Reading the condition the other way, we need $p-4 = 3^n$, and $p-8, p-9$ divisible by just $2,5,7$; this forces $p-9 = 2^m$, or $p-8 = 7^m$ or $p-8 = 5^m$. The first cannot occur, since then $3^n = 2^m + 5$, impossible modulo $8$. The second cannot occur, since then $3^n = 7^m + 4$, impossible modulo $3$.

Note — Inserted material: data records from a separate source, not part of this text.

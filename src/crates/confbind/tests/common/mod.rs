//! Common test fixtures: two components with table configurers

#![allow(dead_code)]

use confbind::configurer::coerce;
use confbind::{
    BindingContext, Configurable, ConfigurerRegistry, EnvironmentPropertySource, SystemProperties,
    TableConfigurer,
};
use serde_json::Value;
use std::collections::BTreeMap;
use std::sync::Arc;

#[derive(Debug, Default, Clone)]
pub struct SedaComponent {
    pub queue_size: i64,
    pub concurrent_consumers: i64,
    pub block_when_full: bool,
}

impl Configurable for SedaComponent {
    fn type_key(&self) -> &str {
        "seda"
    }

    fn describe(&self) -> String {
        "SedaComponent".to_string()
    }
}

#[derive(Debug, Default, Clone)]
pub struct SimpleLanguage {
    pub trim: bool,
}

impl Configurable for SimpleLanguage {
    fn type_key(&self) -> &str {
        "simple"
    }
}

pub fn seda_configurer() -> TableConfigurer<SedaComponent> {
    TableConfigurer::<SedaComponent>::new("SedaComponent")
        .property(
            "queueSize",
            |t, v| {
                t.queue_size = coerce::to_i64(v)?;
                Ok(())
            },
            |t| Some(t.queue_size.into()),
        )
        .property(
            "concurrentConsumers",
            |t, v| {
                t.concurrent_consumers = coerce::to_i64(v)?;
                Ok(())
            },
            |t| Some(t.concurrent_consumers.into()),
        )
        .property(
            "blockWhenFull",
            |t, v| {
                t.block_when_full = coerce::to_bool(v)?;
                Ok(())
            },
            |t| Some(Value::Bool(t.block_when_full)),
        )
}

pub fn simple_configurer() -> TableConfigurer<SimpleLanguage> {
    TableConfigurer::<SimpleLanguage>::new("SimpleLanguage").property(
        "trim",
        |t, v| {
            t.trim = coerce::to_bool(v)?;
            Ok(())
        },
        |t| Some(Value::Bool(t.trim)),
    )
}

/// Context whose both tiers know `seda` and `simple`
pub fn binding_context() -> BindingContext {
    let registry = ConfigurerRegistry::new()
        .with("seda", Arc::new(seda_configurer()))
        .with("simple", Arc::new(simple_configurer()));
    BindingContext::single(Arc::new(registry))
}

/// Property source over fixed environment variables and system properties
pub fn property_source(env: &[(&str, &str)], system: &[(&str, &str)]) -> EnvironmentPropertySource {
    let env: BTreeMap<String, String> = env
        .iter()
        .map(|(k, v)| (k.to_string(), v.to_string()))
        .collect();
    let system: SystemProperties = system.iter().copied().collect();
    EnvironmentPropertySource::new(Arc::new(env), Arc::new(system))
}
//! Table-driven configurer for a concrete target type
//!
//! Each property is a name plus a setter and a getter. This is the shape a
//! generated configurer takes, written out by hand.

use super::{Configurable, PropertyConfigurer, PropertyConfigurerGetter};
use crate::error::{BindingError, CoercionError};
use serde_json::Value;
use std::any::Any;
use std::fmt;
use std::marker::PhantomData;

type Setter<T> = fn(&mut T, &Value) -> Result<(), CoercionError>;
type Getter<T> = fn(&T) -> Option<Value>;

struct PropertyEntry<T> {
    name: &'static str,
    set: Setter<T>,
    get: Getter<T>,
}

/// [`PropertyConfigurer`] with extended getter support for `T`
pub struct TableConfigurer<T> {
    target_name: String,
    properties: Vec<PropertyEntry<T>>,
    _target: PhantomData<fn() -> T>,
}

impl<T: Configurable> TableConfigurer<T> {
    /// Create an empty table; `target_name` appears in binding errors
    pub fn new(target_name: impl Into<String>) -> Self {
        Self {
            target_name: target_name.into(),
            properties: Vec::new(),
            _target: PhantomData,
        }
    }

    /// Add a property with its setter and getter
    pub fn property(mut self, name: &'static str, set: Setter<T>, get: Getter<T>) -> Self {
        self.properties.push(PropertyEntry { name, set, get });
        self
    }

    /// Names of all properties, in declaration order
    pub fn names(&self) -> impl Iterator<Item = &'static str> + '_ {
        self.properties.iter().map(|p| p.name)
    }

    fn find(&self, name: &str, ignore_case: bool) -> Option<&PropertyEntry<T>> {
        self.properties.iter().find(|p| {
            if ignore_case {
                p.name.eq_ignore_ascii_case(name)
            } else {
                p.name == name
            }
        })
    }
}

impl<T: Configurable> PropertyConfigurer for TableConfigurer<T> {
    fn configure(
        &self,
        target: &mut dyn Any,
        name: &str,
        value: &Value,
        ignore_case: bool,
    ) -> Result<bool, BindingError> {
        let Some(target) = target.downcast_mut::<T>() else {
            return Ok(false);
        };
        let Some(entry) = self.find(name, ignore_case) else {
            return Ok(false);
        };

        (entry.set)(target, value).map_err(|e| {
            BindingError::coercion(self.target_name.clone(), entry.name, e.value.clone(), &e)
        })?;
        Ok(true)
    }

    fn getter(&self) -> Option<&dyn PropertyConfigurerGetter> {
        Some(self)
    }
}

impl<T: Configurable> PropertyConfigurerGetter for TableConfigurer<T> {
    fn all_options(&self, target: &dyn Any) -> Vec<String> {
        if target.downcast_ref::<T>().is_none() {
            return Vec::new();
        }
        self.names().map(str::to_string).collect()
    }

    fn option_value(&self, target: &dyn Any, name: &str, ignore_case: bool) -> Option<Value> {
        let target = target.downcast_ref::<T>()?;
        self.find(name, ignore_case).and_then(|p| (p.get)(target))
    }
}

impl<T> fmt::Debug for TableConfigurer<T> {
    fn fmt(&self, f: &mut fmt::Formatter<'_>) -> fmt::Result {
        let names: Vec<&str> = self.properties.iter().map(|p| p.name).collect();
        f.debug_struct("TableConfigurer")
            .field("target", &self.target_name)
            .field("properties", &names)
            .finish()
    }
}
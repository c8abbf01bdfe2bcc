//! Engine settings
//!
//! [`EngineConfig`] controls where options are discovered and how strictly
//! they are bound. It can be built from defaults, from `CONFBIND_*`
//! environment variables and from YAML or JSON files:
//!
//! ```rust
//! use confbind::config::{ConfigBuilder, EngineConfig};
//! use confbind::mapper::OptionStyle;
//!
//! let config = EngineConfig::build().unwrap();
//! assert_eq!(config.env_prefixes, vec!["CAMEL_"]);
//! assert_eq!(config.option_style, OptionStyle::Dotted);
//! assert!(config.fail_if_not_set);
//! ```

mod builder;
mod env;

pub use builder::ConfigBuilder;
pub use env::{
    build_env_key, get_env, get_env_bool, get_env_list, get_env_or, get_env_parse,
    get_env_parse_or,
};

use crate::error::{ConfigError, Result};
use crate::mapper::{DomainOptionMapper, OptionStyle};
use crate::registry::Domain;
use crate::source::{ProcessEnvironment, VariableSource};
use crate::validation::Validator;
use serde::de::DeserializeOwned;
use serde::{Deserialize, Serialize};
use std::path::Path;

/// Default prefix for the engine's own environment variables
pub const DEFAULT_ENV_PREFIX: &str = "CONFBIND_";

/// Settings for discovery, mapping and binding
#[derive(Debug, Clone, PartialEq, Eq, Serialize, Deserialize)]
#[serde(default)]
pub struct EngineConfig {
    /// Environment variable prefixes scanned for options
    pub env_prefixes: Vec<String>,
    /// System property prefixes scanned for options
    pub system_property_prefixes: Vec<String>,
    /// Unknown options and missing configurers are errors
    pub fail_if_not_set: bool,
    /// Option names are matched ignoring case
    pub ignore_case: bool,
    /// Rendering of the option part of mapped environment keys
    pub option_style: OptionStyle,
    /// Domains whose environment keys are mapped without the registries
    pub custom_domains: Vec<Domain>,
}

impl Default for EngineConfig {
    fn default() -> Self {
        Self {
            env_prefixes: vec!["CAMEL_".to_string()],
            system_property_prefixes: vec!["camel.".to_string()],
            fail_if_not_set: true,
            ignore_case: true,
            option_style: OptionStyle::Dotted,
            custom_domains: Vec::new(),
        }
    }
}

impl EngineConfig {
    /// Load settings from `{prefix}*` variables of `source`, keeping defaults for unset ones
    ///
    /// Lists are comma separated: `CONFBIND_ENV_PREFIXES=CAMEL_,MY_`.
    pub fn from_source(source: &dyn VariableSource, prefix: &str) -> Result<Self> {
        let defaults = Self::default();
        let key = |name: &str| build_env_key(prefix, name);

        let custom_domains = match get_env_list(source, &key("custom_domains"))? {
            Some(names) => names
                .iter()
                .map(|name| name.parse::<Domain>().map_err(ConfigError::Invalid))
                .collect::<Result<Vec<_>>>()?,
            None => defaults.custom_domains,
        };
        let option_style = match get_env(source, &key("option_style"))? {
            Some(style) => style.parse::<OptionStyle>().map_err(ConfigError::Invalid)?,
            None => defaults.option_style,
        };

        Ok(Self {
            env_prefixes: get_env_list(source, &key("env_prefixes"))?.unwrap_or(defaults.env_prefixes),
            system_property_prefixes: get_env_list(source, &key("system_property_prefixes"))?
                .unwrap_or(defaults.system_property_prefixes),
            fail_if_not_set: get_env_bool(source, &key("fail_if_not_set"))?
                .unwrap_or(defaults.fail_if_not_set),
            ignore_case: get_env_bool(source, &key("ignore_case"))?.unwrap_or(defaults.ignore_case),
            option_style,
            custom_domains,
        })
    }

    /// Load and validate settings from a YAML or JSON file
    pub fn from_file(path: impl AsRef<Path>) -> Result<Self> {
        let config: Self = load_config_file(path)?;
        config.validate()?;
        Ok(config)
    }

    /// Whether `domain` is mapped in custom mode
    pub fn is_custom(&self, domain: Domain) -> bool {
        self.custom_domains.contains(&domain)
    }

    /// Mapper for `domain` using the configured option style
    pub fn mapper(&self, domain: Domain) -> DomainOptionMapper {
        DomainOptionMapper::new(domain).with_style(self.option_style)
    }

    pub fn env_prefix_refs(&self) -> Vec<&str> {
        self.env_prefixes.iter().map(String::as_str).collect()
    }

    pub fn system_property_prefix_refs(&self) -> Vec<&str> {
        self.system_property_prefixes.iter().map(String::as_str).collect()
    }
}

impl ConfigBuilder for EngineConfig {
    fn validate(&self) -> Result<()> {
        let prefixes = self.env_prefixes.iter().map(|p| (p, "env_prefixes")).chain(
            self.system_property_prefixes
                .iter()
                .map(|p| (p, "system_property_prefixes")),
        );
        for (prefix, field) in prefixes {
            Validator::new(prefix.clone(), field)
                .not_empty()
                .no_whitespace()
                .validate()
                .map_err(|e| ConfigError::Invalid(e.to_string()))?;
        }
        Ok(())
    }

    fn from_env(prefix: &str) -> Result<Self> {
        Self::from_source(&ProcessEnvironment, prefix)
    }

    fn merge(&mut self, other: Self) -> &mut Self {
        merge_unique(&mut self.env_prefixes, other.env_prefixes);
        merge_unique(&mut self.system_property_prefixes, other.system_property_prefixes);
        merge_unique(&mut self.custom_domains, other.custom_domains);
        self.fail_if_not_set = other.fail_if_not_set;
        self.ignore_case = other.ignore_case;
        self.option_style = other.option_style;
        self
    }
}

fn merge_unique<T: PartialEq>(into: &mut Vec<T>, from: Vec<T>) {
    for item in from {
        if !into.contains(&item) {
            into.push(item);
        }
    }
}

/// Load configuration from a YAML file
pub fn load_yaml_config<T: DeserializeOwned>(path: impl AsRef<Path>) -> Result<T> {
    let content = std::fs::read_to_string(path.as_ref())?;
    serde_yaml::from_str(&content).map_err(|e| {
        ConfigError::Serialization(format!(
            "Failed to parse YAML config from {:?}: {}",
            path.as_ref(),
            e
        ))
    })
}

/// Load configuration from a JSON file
pub fn load_json_config<T: DeserializeOwned>(path: impl AsRef<Path>) -> Result<T> {
    let content = std::fs::read_to_string(path.as_ref())?;
    serde_json::from_str(&content).map_err(|e| {
        ConfigError::Serialization(format!(
            "Failed to parse JSON config from {:?}: {}",
            path.as_ref(),
            e
        ))
    })
}

/// Load configuration from a file, picking the format from the extension
pub fn load_config_file<T: DeserializeOwned>(path: impl AsRef<Path>) -> Result<T> {
    let path = path.as_ref();
    let extension = path
        .extension()
        .and_then(|e| e.to_str())
        .ok_or_else(|| ConfigError::Invalid(format!("Unable to determine file extension for {:?}", path)))?;

    match extension.to_lowercase().as_str() {
        "yaml" | "yml" => load_yaml_config(path),
        "json" => load_json_config(path),
        _ => Err(ConfigError::Invalid(format!(
            "Unsupported config file extension: {}",
            extension
        ))),
    }
}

We are left with the case $3^n = 5^m + 4$, writing as $3^2(3^{n-2} - 1) = 5(5^{m-1} - 1)$. From $3^2 \mid 5^{m-1} - 1$ we need $6 \mid m-1$; but then $2^3\cdot 3^2\cdot 7\cdot 31 = 5^6 - 1 \mid 5^{m-1} - 1$, so we need $5\cdot 7 \mid 3^{n-2} - 1$; so $12\mid n-2$. But then $2^4\cdot 5\cdot 7\cdot 13\cdot 73 = 3^{12} - 1 \mid 3^{n-2} - 1$, so we need $73 \mid 5^{m-1} - 1$; but that forces $72\mid m-1$, and then $3^3 \mid 5^{72} - 1 \mid 5^{m-1} - 1$, so $3^3 \mid 3^2(3^{n-2} - 1)$, impossible. Therefore, no other solutions.